I would be delighted to attend Hogwarts School of Witchcraft and Wizardry. Unfortunately, I believe there have been some issues overlooked in your letter.

First and foremost, I have little to no information on the whereabouts of this school, and I have not a penny to my name to buy any books or equipment. I would greatly appreciate it if you sent someone who could show me where to get supplies and advise me on how to get to the campus.

Sincerely,

Clara L. Potter

She signed her name with a sense of finality, the handwriting straightening almost imperceptibly. She had never known her last name, but seeing it next to Clara was strangely fitting. Idly, she wondered what the L stood for as she gently tied the letter back onto the owl’s leg and watched as it clacked its beak and flew back out into the silvery sky.

The next day, she was woken up by stomping on the landing outside her room and heavy rapping on her door.

“Matron says there’s a woman in the foyer waiting for you,” Magriet called surlily from outside. When Clara opened the door, the other girl was already halfway down the stairs. “I don’t expect her to take you, of course. Who would want you?”

Images of Magriet tripping, falling down the stairs flashed behind her eyes. Magriet glanced back at her, eyes narrowed, and opened her mouth as if to say something, but her foot caught on the stair and she lurched forward-

With a pained gasp, she grabbed onto the balustrade at just the right time, steadying herself. With a disgusted glance backwards, she hurried down the rest of the stairs, this time clutching the rail tightly.

Clara dressed slowly, sleep still weighing heavily at her limbs. She allowed herself a look in the tarnished mirror – her uniform was neat and free of wrinkles, as always, but her hair was as wild and untidy as ever. She ran a hand through it, half heartedly attempting to coax out the knots and tangles, but eventually gave up.

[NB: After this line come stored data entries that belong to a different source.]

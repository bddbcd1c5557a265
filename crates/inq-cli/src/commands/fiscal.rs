//! Fiscal-year administration command handlers.
//!
//! Covers `inq fiscal show|set|list|rollover`. These write to the database;
//! there is no CSV variant.

use anyhow::{bail, Result};
use inq_reconcile::{Category, FiscalYearConfig, Reconciler};
use tracing::info;

use super::CommandContext;

fn print_fiscal(cfg: &FiscalYearConfig) {
    println!(
        "year={} opening_stock_ordinary={} opening_stock_deprecated={}",
        cfg.year, cfg.opening_stock_ordinary, cfg.opening_stock_deprecated
    );
}

/// Execute `inq fiscal show`.
pub async fn fiscal_show(ctx: &CommandContext, year: i32) -> Result<()> {
    let pool = ctx.connect_db().await?;
    match inq_db::fetch_fiscal_year(&pool, year).await? {
        Some(cfg) => {
            println!("configured=true");
            print_fiscal(&cfg);
        }
        None => {
            println!("configured=false");
            println!("year={}", year);
        }
    }
    Ok(())
}

/// Execute `inq fiscal set`.
pub async fn fiscal_set(
    ctx: &CommandContext,
    year: i32,
    ordinary: i64,
    deprecated: i64,
) -> Result<()> {
    let cfg = FiscalYearConfig::new(year, ordinary, deprecated);
    cfg.validate()?;

    let pool = ctx.connect_db().await?;
    inq_db::upsert_fiscal_year(&pool, &cfg).await?;
    println!("fiscal_set=true");
    print_fiscal(&cfg);
    Ok(())
}

/// Execute `inq fiscal list`.
pub async fn fiscal_list(ctx: &CommandContext) -> Result<()> {
    let pool = ctx.connect_db().await?;
    let years = inq_db::list_fiscal_years(&pool).await?;
    println!("years={}", years.len());
    for cfg in &years {
        print_fiscal(cfg);
    }
    Ok(())
}

/// Execute `inq fiscal rollover`.
pub async fn fiscal_rollover(ctx: &CommandContext, year: i32, yes: bool) -> Result<()> {
    let next_year = year
        .checked_add(1)
        .ok_or_else(|| anyhow::anyhow!("year {} has no successor", year))?;

    let store = ctx.pg_store().await?;
    let pool = store.pool().clone();
    let reconciler = Reconciler::new(&store, &store);

    let (ordinary, deprecated) = tokio::try_join!(
        reconciler.closing_stock(Category::Ordinary, year),
        reconciler.closing_stock(Category::Deprecated, year),
    )?;
    let next = FiscalYearConfig::new(next_year, ordinary, deprecated);

    let existing = inq_db::fetch_fiscal_year(&pool, next_year).await?;
    let allow_overwrite = yes || ctx.settings.allow_rollover_overwrite;
    check_rollover(existing.as_ref(), &next, allow_overwrite)?;

    inq_db::upsert_fiscal_year(&pool, &next).await?;
    info!(from_year = year, to_year = next_year, "rollover written");

    println!("rollover=true from_year={} to_year={}", year, next_year);
    print_fiscal(&next);
    Ok(())
}

/// Guardrail for writing `next` over what is already configured.
///
/// Refuses a negative stock (the register is inconsistent) and, unless
/// `allow_overwrite`, any change to a nonzero configured value.
fn check_rollover(
    existing: Option<&FiscalYearConfig>,
    next: &FiscalYearConfig,
    allow_overwrite: bool,
) -> Result<()> {
    for category in Category::ALL {
        let value = next.opening_stock(category);
        if value < 0 {
            bail!(
                "REFUSING ROLLOVER: {} closing stock of {} is negative ({}); fix the register first",
                category,
                next.year - 1,
                value
            );
        }
    }

    if allow_overwrite {
        return Ok(());
    }

    if let Some(current) = existing {
        let clobbers = Category::ALL.into_iter().any(|c| {
            current.configured_stock(c).is_some()
                && current.opening_stock(c) != next.opening_stock(c)
        });
        if clobbers {
            bail!(
                "FISCAL_OVERWRITE_REFUSED: year {} already configured (ordinary={} deprecated={}). \
                 Re-run with: `inq fiscal rollover --year {} --yes`",
                current.year,
                current.opening_stock_ordinary,
                current.opening_stock_deprecated,
                next.year - 1
            );
        }
    }
    Ok(())
}
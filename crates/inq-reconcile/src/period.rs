use anyhow::{bail, Result};
use tracing::{debug, warn};

use crate::{
    CarryForwardResolver, Category, DateWindow, EventSource, FiscalConfigStore, MonthlyReport,
    ReportWindowResult, WindowAggregator, WindowFlow, YearReport,
};

/// Entry point for report computations.
///
/// Request-scoped and read-only. Each category is computed independently; no
/// state is shared between calls.
#[derive(Clone, Copy)]
pub struct Reconciler<'a> {
    events: &'a dyn EventSource,
    fiscal: &'a dyn FiscalConfigStore,
}

impl<'a> Reconciler<'a> {
    pub fn new(events: &'a dyn EventSource, fiscal: &'a dyn FiscalConfigStore) -> Self {
        Self { events, fiscal }
    }

    pub fn aggregator(&self) -> WindowAggregator<'a> {
        WindowAggregator::new(self.events)
    }

    pub fn resolver(&self) -> CarryForwardResolver<'a> {
        CarryForwardResolver::new(self.fiscal, self.aggregator())
    }

    pub async fn aggregate(&self, category: Category, window: DateWindow) -> Result<WindowFlow> {
        self.aggregator().aggregate(category, window).await
    }

    pub async fn resolve_opening_stock(&self, category: Category, year: i32) -> Result<i64> {
        self.resolver().resolve_opening_stock(category, year).await
    }

    /// Opening backlog, entries, exits and closing backlog for `window`.
    ///
    /// The opening backlog is the year's opening stock rolled forward over
    /// `[Jan 1, window start - 1 day]`.
    pub async fn reconcile_month(
        &self,
        category: Category,
        window: DateWindow,
    ) -> Result<ReportWindowResult> {
        let opening_stock = self.resolve_opening_stock(category, window.year()).await?;
        self.reconcile_with_stock(category, window, opening_stock).await
    }

    /// Both categories for the same window.
    pub async fn reconcile_report(&self, window: DateWindow) -> Result<MonthlyReport> {
        let (ordinary, deprecated) = tokio::try_join!(
            self.reconcile_month(Category::Ordinary, window),
            self.reconcile_month(Category::Deprecated, window),
        )?;
        Ok(MonthlyReport {
            window,
            ordinary,
            deprecated,
        })
    }

    /// Months `1..=through_month` of `year`, each identical to
    /// [`reconcile_report`](Self::reconcile_report) for that month, plus the
    /// `[Jan 1, end of through_month]` total.
    ///
    /// The opening stock is resolved once per category for the whole table.
    pub async fn reconcile_year(&self, year: i32, through_month: u32) -> Result<YearReport> {
        if !(1..=12).contains(&through_month) {
            bail!("WINDOW_INVALID: through_month {} is outside 1..=12", through_month);
        }

        let (stock_ordinary, stock_deprecated) = tokio::try_join!(
            self.resolve_opening_stock(Category::Ordinary, year),
            self.resolve_opening_stock(Category::Deprecated, year),
        )?;

        let mut months = Vec::with_capacity(through_month as usize);
        for month in 1..=through_month {
            let window = DateWindow::month(year, month)?;
            months.push(
                self.report_with_stock(window, stock_ordinary, stock_deprecated)
                    .await?,
            );
        }

        let last = DateWindow::month(year, through_month)?;
        let span = DateWindow::new(DateWindow::month(year, 1)?.from(), last.to())?;
        let total = self
            .report_with_stock(span, stock_ordinary, stock_deprecated)
            .await?;

        Ok(YearReport {
            year,
            opening_stock_ordinary: stock_ordinary,
            opening_stock_deprecated: stock_deprecated,
            months,
            total,
        })
    }

    /// Stock at the end of `year`: resolved opening stock plus the full-year flow.
    /// Used by the administrative rollover; never written back from here.
    pub async fn closing_stock(&self, category: Category, year: i32) -> Result<i64> {
        let window = DateWindow::full_year(year)?;
        Ok(self.reconcile_month(category, window).await?.closing_backlog)
    }

    async fn report_with_stock(
        &self,
        window: DateWindow,
        stock_ordinary: i64,
        stock_deprecated: i64,
    ) -> Result<MonthlyReport> {
        let (ordinary, deprecated) = tokio::try_join!(
            self.reconcile_with_stock(Category::Ordinary, window, stock_ordinary),
            self.reconcile_with_stock(Category::Deprecated, window, stock_deprecated),
        )?;
        Ok(MonthlyReport {
            window,
            ordinary,
            deprecated,
        })
    }

    async fn reconcile_with_stock(
        &self,
        category: Category,
        window: DateWindow,
        opening_stock: i64,
    ) -> Result<ReportWindowResult> {
        let aggregator = self.aggregator();
        let ytd = window.year_to_date_before()?;

        let (ytd_flow, flow) = tokio::try_join!(
            async {
                match ytd {
                    Some(w) => aggregator.aggregate(category, w).await.map(Some),
                    None => Ok(None),
                }
            },
            aggregator.aggregate(category, window),
        )?;

        let opening_backlog = match ytd_flow {
            Some(f) => opening_stock + f.net(),
            None => opening_stock,
        };
        let result = ReportWindowResult::roll_forward(opening_backlog, flow);

        debug!(
            %category,
            %window,
            opening_stock,
            opening_backlog = result.opening_backlog,
            entries = result.entries,
            exits = result.exits,
            closing_backlog = result.closing_backlog,
            "window reconciled"
        );
        if result.closing_backlog < 0 {
            warn!(
                %category,
                %window,
                closing_backlog = result.closing_backlog,
                "negative closing backlog; check opening stock configuration and closure dates"
            );
        }

        Ok(result)
    }
}
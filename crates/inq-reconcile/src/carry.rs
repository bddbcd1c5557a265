use anyhow::{anyhow, Context, Result};
use tracing::debug;

use crate::{Category, DateWindow, FiscalConfigStore, WindowAggregator};

/// Resolves the opening stock of a fiscal year.
///
/// Carry-forward reaches back exactly one year: when both `year` and
/// `year - 1` are unset, the prior year's literal 0 is used as its opening
/// stock. Deeper chains are not followed.
///
/// Nothing is written back and nothing is cached; every call reads live
/// configuration.
#[derive(Clone, Copy)]
pub struct CarryForwardResolver<'a> {
    fiscal: &'a dyn FiscalConfigStore,
    aggregator: WindowAggregator<'a>,
}

impl<'a> CarryForwardResolver<'a> {
    pub fn new(fiscal: &'a dyn FiscalConfigStore, aggregator: WindowAggregator<'a>) -> Self {
        Self { fiscal, aggregator }
    }

    pub async fn resolve_opening_stock(&self, category: Category, year: i32) -> Result<i64> {
        let current = self
            .fiscal
            .fiscal_year(year)
            .await
            .with_context(|| format!("fiscal year lookup failed year={}", year))?;

        if let Some(stock) = current.and_then(|c| c.configured_stock(category)) {
            debug!(%category, year, stock, "opening stock configured");
            return Ok(stock);
        }

        let prior_year = year
            .checked_sub(1)
            .ok_or_else(|| anyhow!("no year before {}", year))?;
        let prior = match self
            .fiscal
            .fiscal_year(prior_year)
            .await
            .with_context(|| format!("fiscal year lookup failed year={}", prior_year))?
        {
            Some(p) => p,
            None => {
                debug!(%category, year, "opening stock unset and no prior year, using 0");
                return Ok(0);
            }
        };

        let flow = self
            .aggregator
            .aggregate(category, DateWindow::full_year(prior_year)?)
            .await?;
        let stock = prior.opening_stock(category) + flow.net();

        debug!(
            %category,
            year,
            prior_opening = prior.opening_stock(category),
            prior_entries = flow.entries,
            prior_exits = flow.exits,
            stock,
            "opening stock carried forward"
        );

        Ok(stock)
    }
}
//! Typed view over the merged configuration.
//!
//! | pointer                             | type   | default              |
//! |-------------------------------------|--------|----------------------|
//! | `/classification/deprecated_marker` | string | `precatória`         |
//! | `/database/url_env`                 | string | `INQ_DATABASE_URL`   |
//! | `/database/max_connections`         | int    | `5`                  |
//! | `/report/timezone`                  | IANA   | `Europe/Lisbon`      |
//! | `/rollover/allow_overwrite`         | bool   | `false`              |

use anyhow::{anyhow, bail, Result};
use chrono_tz::Tz;
use serde_json::Value;

pub use inq_reconcile::DEFAULT_DEPRECATED_MARKER;
pub const DEFAULT_DATABASE_URL_ENV: &str = "INQ_DATABASE_URL";
pub const DEFAULT_MAX_CONNECTIONS: u32 = 5;
pub const DEFAULT_TIMEZONE: &str = "Europe/Lisbon";

#[derive(Debug, Clone, PartialEq)]
pub struct ReportSettings {
    pub deprecated_marker: String,
    pub database_url_env: String,
    pub max_connections: u32,
    /// Only used to decide what "the current month" is.
    pub timezone: Tz,
    pub allow_rollover_overwrite: bool,
}

impl Default for ReportSettings {
    fn default() -> Self {
        Self {
            deprecated_marker: DEFAULT_DEPRECATED_MARKER.to_string(),
            database_url_env: DEFAULT_DATABASE_URL_ENV.to_string(),
            max_connections: DEFAULT_MAX_CONNECTIONS,
            timezone: chrono_tz::Europe::Lisbon,
            allow_rollover_overwrite: false,
        }
    }
}

impl ReportSettings {
    /// Absent keys take defaults; present keys of the wrong type are errors.
    pub fn from_config_json(config: &Value) -> Result<Self> {
        let defaults = Self::default();

        let deprecated_marker = match opt_str(config, "/classification/deprecated_marker")? {
            Some(s) if s.trim().is_empty() => {
                bail!("CONFIG_INVALID /classification/deprecated_marker must not be blank")
            }
            Some(s) => s,
            None => defaults.deprecated_marker,
        };

        let database_url_env = match opt_str(config, "/database/url_env")? {
            Some(s) if s.trim().is_empty() => {
                bail!("CONFIG_INVALID /database/url_env must not be blank")
            }
            Some(s) => s.trim().to_string(),
            None => defaults.database_url_env,
        };

        let max_connections = match config.pointer("/database/max_connections") {
            None | Some(Value::Null) => defaults.max_connections,
            Some(v) => v
                .as_u64()
                .filter(|n| (1..=u32::MAX as u64).contains(n))
                .map(|n| n as u32)
                .ok_or_else(|| {
                    anyhow!("CONFIG_INVALID /database/max_connections must be a positive integer")
                })?,
        };

        let timezone = match opt_str(config, "/report/timezone")? {
            Some(name) => name
                .parse::<Tz>()
                .map_err(|_| anyhow!("CONFIG_INVALID /report/timezone unknown zone '{}'", name))?,
            None => defaults.timezone,
        };

        let allow_rollover_overwrite = match config.pointer("/rollover/allow_overwrite") {
            None | Some(Value::Null) => defaults.allow_rollover_overwrite,
            Some(v) => v.as_bool().ok_or_else(|| {
                anyhow!("CONFIG_INVALID /rollover/allow_overwrite must be a boolean")
            })?,
        };

        Ok(Self {
            deprecated_marker,
            database_url_env,
            max_connections,
            timezone,
            allow_rollover_overwrite,
        })
    }
}

fn opt_str(config: &Value, pointer: &str) -> Result<Option<String>> {
    match config.pointer(pointer) {
        None | Some(Value::Null) => Ok(None),
        Some(Value::String(s)) => Ok(Some(s.clone())),
        Some(_) => Err(anyhow!("CONFIG_INVALID {} must be a string", pointer)),
    }
}
//! inq-reconcile
//!
//! Case-stock reconciliation for the monthly statistics reports.
//!
//! Rules:
//! - The opening stock of a fiscal year is the configured value, or (when the
//!   configured value is 0 / absent) the prior year's configured stock plus the
//!   prior year's net flow. Carry-forward goes back exactly one year.
//! - Entries are distinct case identifiers registered in a window, across both
//!   entry sources.
//! - Exits are closure events in a window.
//! - `closing = opening + entries - exits`. Never clamped.
//! - Ordinary and deprecated ("precatória") cases are reconciled independently.
//!
//! All IO sits behind [`EventSource`] and [`FiscalConfigStore`]. Everything else
//! is arithmetic over their answers.

mod aggregate;
mod carry;
mod classify;
pub mod loader;
mod memory;
mod period;
mod source;
mod types;

pub use aggregate::WindowAggregator;
pub use carry::CarryForwardResolver;
pub use classify::{
    identifier_trim_set, normalize_identifier, CategoryMarker, DEFAULT_DEPRECATED_MARKER,
    IDENTIFIER_TRIM_CHARS,
};
pub use memory::{MemoryEventSource, MemoryFiscalStore};
pub use period::Reconciler;
pub use source::{EventSource, FiscalConfigStore};
pub use types::*;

There was little to no chance that someone would be there to adopt her. Everybody knew that the older you got the less likely people wanted you. It didn’t help that she largely suspected the matron of warning visitors about her and her freakish ways.

The foyer was probably the grandest room in the house, a small austere space with stiff horsehair seats and a dripping chandelier, thin cobwebs woven between the crystals. The Matron was already standing there, swathed in black and face carefully blank. Her presence commanded authority, but she was nothing compared to the woman standing next to her.

Her hair was grey and pulled back so severely not a strand dared to escape. She was old, maybe even older than the Matron, but she exuded a refined air that the Matron could never hope to attain. She wore something that looked like an emerald-coloured robe.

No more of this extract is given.